*** Provided data Section Begins ***

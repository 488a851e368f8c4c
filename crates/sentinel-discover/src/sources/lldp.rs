//! Link-layer neighbor capture through lldpd.
//!
//! lldpd does the actual capture; this source polls its neighbor table
//! (`lldpcli show neighbors -f keyvalue`) once a second for the capture
//! window and keeps the latest view of each chassis.

use std::collections::{BTreeMap, HashMap};
use std::net::IpAddr;
use std::time::Duration;

use async_trait::async_trait;
use sentinel_core::{Observation, Technique};
use tokio::time::{interval, sleep_until, Instant, MissedTickBehavior};
use tokio_util::sync::CancellationToken;

use crate::command;
use crate::config::LldpConfig;
use crate::error::DiscoverError;
use crate::interface::LocalSegment;
use crate::sources::{DiscoverySource, SourceReport};

const POLL_INTERVAL: Duration = Duration::from_secs(1);
const POLL_LIMIT: Duration = Duration::from_secs(2);

/// Keys lldpcli uses for the chassis identifier, by subtype.
const CHASSIS_ID_KEYS: &[&str] = &["chassis.id", "chassis.mac", "chassis.local", "chassis.ifname", "chassis.ip"];
const PORT_ID_KEYS: &[&str] = &["port.id", "port.ifname", "port.mac", "port.local"];

/// First component after the interface name in a keyvalue key.
const KEY_SECTIONS: &[&str] = &[
    "chassis",
    "port",
    "vlan",
    "ppvid",
    "pi",
    "lldp-med",
    "unknown-tlvs",
    "rid",
    "via",
    "age",
];

/// One neighbor as advertised over LLDP.
#[derive(Debug, Clone, PartialEq, Eq)]
pub struct LldpNeighbor {
    pub local_interface: String,
    pub chassis_id: String,
    pub port_id: Option<String>,
    pub system_name: Option<String>,
    pub system_desc: Option<String>,
    pub mgmt_addresses: Vec<String>,
}

impl LldpNeighbor {
    pub fn to_observation(&self) -> Observation {
        let mut obs = Observation::new(Technique::Lldp).with_device_type("switch");
        if let Some(address) = self
            .mgmt_addresses
            .iter()
            .find_map(|a| a.parse::<IpAddr>().ok())
        {
            obs = obs.with_address(address);
        }
        if let Some(name) = &self.system_name {
            obs = obs.with_hostname(name.clone());
        }
        if let Some(desc) = &self.system_desc {
            obs = obs.with_description(desc.clone());
        }
        if looks_like_mac(&self.chassis_id) {
            obs = obs.with_hardware_address(self.chassis_id.to_lowercase());
        }
        obs
    }
}

#[derive(Debug, Clone)]
pub struct LldpSource {
    config: LldpConfig,
}

impl LldpSource {
    pub fn new(config: LldpConfig) -> Self {
        Self { config }
    }

    async fn poll(&self, limit: Duration) -> crate::error::Result<Vec<LldpNeighbor>> {
        let output = command::run_checked(
            &self.config.lldpcli_path,
            &["show", "neighbors", "-f", "keyvalue"],
            limit,
        )
        .await?;
        Ok(parse_lldpcli_keyvalue(&String::from_utf8_lossy(&output.stdout)))
    }
}

#[async_trait]
impl DiscoverySource for LldpSource {
    fn technique(&self) -> Technique {
        Technique::Lldp
    }

    fn time_bound(&self) -> Duration {
        Duration::from_secs(self.config.capture_secs)
    }

    async fn discover(&self, segment: &LocalSegment, cancel: &CancellationToken) -> SourceReport {
        let deadline = Instant::now() + self.time_bound();
        let mut ticker = interval(POLL_INTERVAL);
        ticker.set_missed_tick_behavior(MissedTickBehavior::Delay);

        let mut by_chassis: BTreeMap<String, LldpNeighbor> = BTreeMap::new();
        let mut polls_ok = 0usize;
        let mut last_error: Option<DiscoverError> = None;

        loop {
            tokio::select! {
                _ = cancel.cancelled() => {
                    last_error = Some(DiscoverError::Cancelled);
                    break;
                }
                _ = sleep_until(deadline) => break,
                _ = ticker.tick() => {
                    let remaining = deadline.saturating_duration_since(Instant::now());
                    if remaining.is_zero() {
                        break;
                    }
                    match self.poll(remaining.min(POLL_LIMIT)).await {
                        Ok(neighbors) => {
                            polls_ok += 1;
                            for neighbor in neighbors
                                .into_iter()
                                .filter(|n| n.local_interface == segment.interface)
                            {
                                by_chassis.insert(neighbor.chassis_id.clone(), neighbor);
                            }
                        }
                        Err(e @ DiscoverError::ToolNotFound { .. }) => {
                            last_error = Some(e);
                            break;
                        }
                        Err(e) => {
                            tracing::debug!(error = %e, "lldpcli poll failed");
                            last_error = Some(e);
                        }
                    }
                }
            }
        }

        tracing::debug!(
            interface = %segment.interface,
            polls = polls_ok,
            neighbors = by_chassis.len(),
            "LLDP capture finished"
        );

        let observations = by_chassis.values().map(LldpNeighbor::to_observation).collect();
        match last_error {
            Some(DiscoverError::Cancelled) => {
                SourceReport::partial(Technique::Lldp, observations, DiscoverError::Cancelled)
            }
            Some(e) if polls_ok == 0 => SourceReport::partial(Technique::Lldp, observations, e),
            _ => SourceReport::complete(Technique::Lldp, observations),
        }
    }
}

/// Parse `lldpcli -f keyvalue` output.
///
/// Lines look like `lldp.<iface>.chassis.name=switch1`; the interface may
/// itself contain dots (`eth0.100`). A new neighbor
/// starts when the interface changes or a second `rid` appears for the
/// same interface.
pub fn parse_lldpcli_keyvalue(output: &str) -> Vec<LldpNeighbor> {
    let mut neighbors = Vec::new();
    let mut current: HashMap<String, String> = HashMap::new();
    let mut current_interface = String::new();

    for line in output.lines().map(str::trim).filter(|l| !l.is_empty()) {
        let Some((key, value)) = line.split_once('=') else {
            continue;
        };
        let Some((interface, rest_key)) = split_key(key) else {
            continue;
        };
        let rest_key = rest_key.to_string();
        let new_block = interface != current_interface
            || (rest_key == "rid" && current.contains_key("rid"));

        if new_block && !current_interface.is_empty() {
            neighbors.extend(build_neighbor(&current_interface, &current));
            current.clear();
        }
        current_interface = interface.to_string();

        // Repeated keys (several mgmt-ip lines) are kept with an index suffix.
        let mut slot = rest_key.clone();
        let mut n = 1;
        while current.contains_key(&slot) {
            slot = format!("{rest_key}#{n}");
            n += 1;
        }
        current.insert(slot, value.trim().to_string());
    }

    if !current_interface.is_empty() {
        neighbors.extend(build_neighbor(&current_interface, &current));
    }
    neighbors
}

/// `lldp.eth0.100.chassis.name` -> (`eth0.100`, `chassis.name`).
fn split_key(key: &str) -> Option<(&str, &str)> {
    let body = key.strip_prefix("lldp.")?;
    body.match_indices('.')
        .map(|(i, _)| i)
        .filter(|&i| i > 0)
        .find(|&i| {
            let rest = &body[i + 1..];
            let section = rest.split('.').next().unwrap_or(rest);
            KEY_SECTIONS.contains(&section)
        })
        .map(|i| (&body[..i], &body[i + 1..]))
}

fn build_neighbor(interface: &str, data: &HashMap<String, String>) -> Option<LldpNeighbor> {
    let first_of = |keys: &[&str]| keys.iter().find_map(|k| data.get(*k)).cloned();

    let chassis_id = first_of(CHASSIS_ID_KEYS)?;
    let mut mgmt_addresses: Vec<(String, String)> = data
        .iter()
        .filter(|(k, _)| k.starts_with("chassis.mgmt-ip"))
        .map(|(k, v)| (k.clone(), v.clone()))
        .collect();
    mgmt_addresses.sort();

    Some(LldpNeighbor {
        local_interface: interface.to_string(),
        chassis_id,
        port_id: first_of(PORT_ID_KEYS),
        system_name: data.get("chassis.name").cloned(),
        system_desc: data.get("chassis.descr").cloned(),
        mgmt_addresses: mgmt_addresses.into_iter().map(|(_, v)| v).collect(),
    })
}

fn looks_like_mac(value: &str) -> bool {
    let octets: Vec<&str> = value.split([':', '-']).collect();
    octets.len() == 6
        && octets
            .iter()
            .all(|o| o.len() == 2 && o.chars().all(|c| c.is_ascii_hexdigit()))
}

*** Provided data Section Ends ***

» **What is needed**: When a line of the records holds the word "derive", copy that line.

» **Answer to the exercise**:
#[derive(Debug, Clone, PartialEq, Eq)]
#[derive(Debug, Clone)]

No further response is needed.